- **Supplied data**:
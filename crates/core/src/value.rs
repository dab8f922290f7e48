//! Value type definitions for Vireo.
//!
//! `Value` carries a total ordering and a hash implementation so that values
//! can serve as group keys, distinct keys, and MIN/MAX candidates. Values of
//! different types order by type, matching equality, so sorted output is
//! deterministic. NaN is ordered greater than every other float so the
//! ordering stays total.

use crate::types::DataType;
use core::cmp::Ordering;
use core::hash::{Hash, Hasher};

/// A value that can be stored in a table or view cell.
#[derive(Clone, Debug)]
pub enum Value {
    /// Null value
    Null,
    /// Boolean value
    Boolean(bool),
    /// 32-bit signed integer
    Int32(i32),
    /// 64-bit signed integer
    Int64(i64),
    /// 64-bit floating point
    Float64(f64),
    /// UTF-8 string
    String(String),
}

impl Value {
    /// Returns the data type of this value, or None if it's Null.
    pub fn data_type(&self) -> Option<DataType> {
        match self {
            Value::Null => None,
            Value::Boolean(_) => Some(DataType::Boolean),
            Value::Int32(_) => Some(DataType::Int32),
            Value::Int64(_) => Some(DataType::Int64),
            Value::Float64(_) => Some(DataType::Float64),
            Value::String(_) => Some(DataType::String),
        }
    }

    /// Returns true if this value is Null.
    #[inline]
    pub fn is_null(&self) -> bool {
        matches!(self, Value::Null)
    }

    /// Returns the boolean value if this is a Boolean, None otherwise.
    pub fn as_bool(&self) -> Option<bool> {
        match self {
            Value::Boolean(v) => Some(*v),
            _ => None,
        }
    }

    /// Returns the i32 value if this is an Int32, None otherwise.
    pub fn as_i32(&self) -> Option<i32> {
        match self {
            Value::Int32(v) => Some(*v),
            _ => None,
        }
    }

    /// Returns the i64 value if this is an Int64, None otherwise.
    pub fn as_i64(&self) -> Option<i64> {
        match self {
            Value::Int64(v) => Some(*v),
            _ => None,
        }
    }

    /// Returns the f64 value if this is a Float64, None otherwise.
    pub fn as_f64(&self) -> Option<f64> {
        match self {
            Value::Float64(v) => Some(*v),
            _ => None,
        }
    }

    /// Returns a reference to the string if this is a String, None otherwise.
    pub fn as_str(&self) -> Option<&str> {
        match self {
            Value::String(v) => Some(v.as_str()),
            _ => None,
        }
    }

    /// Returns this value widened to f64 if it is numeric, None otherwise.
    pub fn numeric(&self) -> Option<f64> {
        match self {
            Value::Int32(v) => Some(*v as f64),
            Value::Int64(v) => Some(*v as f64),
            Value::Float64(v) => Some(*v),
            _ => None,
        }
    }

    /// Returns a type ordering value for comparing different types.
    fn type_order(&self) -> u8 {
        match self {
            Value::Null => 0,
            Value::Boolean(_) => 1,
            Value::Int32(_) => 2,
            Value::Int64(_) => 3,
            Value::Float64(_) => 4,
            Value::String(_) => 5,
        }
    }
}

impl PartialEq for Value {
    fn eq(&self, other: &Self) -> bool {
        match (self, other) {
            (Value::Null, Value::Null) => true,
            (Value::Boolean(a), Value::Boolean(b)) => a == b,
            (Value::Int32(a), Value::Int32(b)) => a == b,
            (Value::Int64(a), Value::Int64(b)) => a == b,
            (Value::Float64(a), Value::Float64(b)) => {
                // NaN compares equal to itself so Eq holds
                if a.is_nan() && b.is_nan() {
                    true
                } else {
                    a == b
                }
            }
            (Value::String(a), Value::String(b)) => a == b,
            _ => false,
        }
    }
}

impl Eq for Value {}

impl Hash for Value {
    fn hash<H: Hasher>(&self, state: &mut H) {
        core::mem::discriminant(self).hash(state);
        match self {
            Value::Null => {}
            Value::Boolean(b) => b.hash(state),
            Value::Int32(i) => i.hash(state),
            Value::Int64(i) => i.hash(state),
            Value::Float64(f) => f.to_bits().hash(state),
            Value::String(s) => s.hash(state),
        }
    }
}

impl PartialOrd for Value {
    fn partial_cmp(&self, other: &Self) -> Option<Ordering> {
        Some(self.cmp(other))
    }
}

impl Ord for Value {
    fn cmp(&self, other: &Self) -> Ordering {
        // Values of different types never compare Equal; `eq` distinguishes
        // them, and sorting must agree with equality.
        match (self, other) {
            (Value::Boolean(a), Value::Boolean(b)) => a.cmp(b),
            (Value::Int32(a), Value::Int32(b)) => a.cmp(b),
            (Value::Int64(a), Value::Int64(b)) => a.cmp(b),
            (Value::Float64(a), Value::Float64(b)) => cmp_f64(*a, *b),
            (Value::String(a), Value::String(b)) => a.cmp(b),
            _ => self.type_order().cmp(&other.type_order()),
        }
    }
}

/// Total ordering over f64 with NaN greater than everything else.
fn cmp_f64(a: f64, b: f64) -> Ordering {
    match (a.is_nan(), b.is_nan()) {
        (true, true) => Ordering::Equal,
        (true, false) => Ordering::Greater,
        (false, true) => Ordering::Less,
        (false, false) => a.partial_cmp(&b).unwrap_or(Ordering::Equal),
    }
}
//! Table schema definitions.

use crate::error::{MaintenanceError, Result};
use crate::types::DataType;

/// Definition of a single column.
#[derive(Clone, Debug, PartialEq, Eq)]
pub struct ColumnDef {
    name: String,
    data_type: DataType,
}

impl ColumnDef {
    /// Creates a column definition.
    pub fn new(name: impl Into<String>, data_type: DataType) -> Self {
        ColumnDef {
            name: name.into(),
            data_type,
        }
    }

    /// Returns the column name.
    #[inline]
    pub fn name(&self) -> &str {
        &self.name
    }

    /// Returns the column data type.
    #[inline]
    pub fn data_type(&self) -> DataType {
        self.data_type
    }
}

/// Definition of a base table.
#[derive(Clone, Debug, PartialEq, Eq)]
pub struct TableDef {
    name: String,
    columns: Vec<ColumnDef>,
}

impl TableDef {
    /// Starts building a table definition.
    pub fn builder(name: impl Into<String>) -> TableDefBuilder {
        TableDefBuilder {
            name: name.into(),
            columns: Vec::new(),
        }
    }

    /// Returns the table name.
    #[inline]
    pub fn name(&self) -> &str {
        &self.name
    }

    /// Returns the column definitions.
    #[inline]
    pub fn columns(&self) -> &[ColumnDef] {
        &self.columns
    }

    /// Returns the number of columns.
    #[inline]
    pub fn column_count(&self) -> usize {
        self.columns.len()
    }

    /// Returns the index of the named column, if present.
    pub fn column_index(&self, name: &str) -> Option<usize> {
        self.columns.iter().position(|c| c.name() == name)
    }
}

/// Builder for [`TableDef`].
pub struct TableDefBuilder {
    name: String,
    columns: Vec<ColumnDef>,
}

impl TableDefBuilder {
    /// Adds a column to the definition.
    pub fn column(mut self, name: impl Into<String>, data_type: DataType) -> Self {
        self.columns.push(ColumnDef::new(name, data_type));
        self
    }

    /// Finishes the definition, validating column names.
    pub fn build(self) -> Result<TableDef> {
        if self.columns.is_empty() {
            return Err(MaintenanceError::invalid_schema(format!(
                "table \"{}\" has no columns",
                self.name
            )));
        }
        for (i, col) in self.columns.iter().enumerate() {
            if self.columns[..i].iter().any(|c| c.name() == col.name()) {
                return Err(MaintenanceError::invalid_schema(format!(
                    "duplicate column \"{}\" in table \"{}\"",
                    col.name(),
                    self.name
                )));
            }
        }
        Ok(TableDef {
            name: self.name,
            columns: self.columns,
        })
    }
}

- **Problem statement**: Beginning at the top of the data, extract each line through the line containing "candidates. Values of" and return those lines exactly, with nothing added.

- **Solved problem**:
filename crates/core/src/value.rs
repository dab8f922290f7e48
//! Value type definitions for Vireo.
//!
//! `Value` carries a total ordering and a hash implementation so that values
//! can serve as group keys, distinct keys, and MIN/MAX candidates. Values of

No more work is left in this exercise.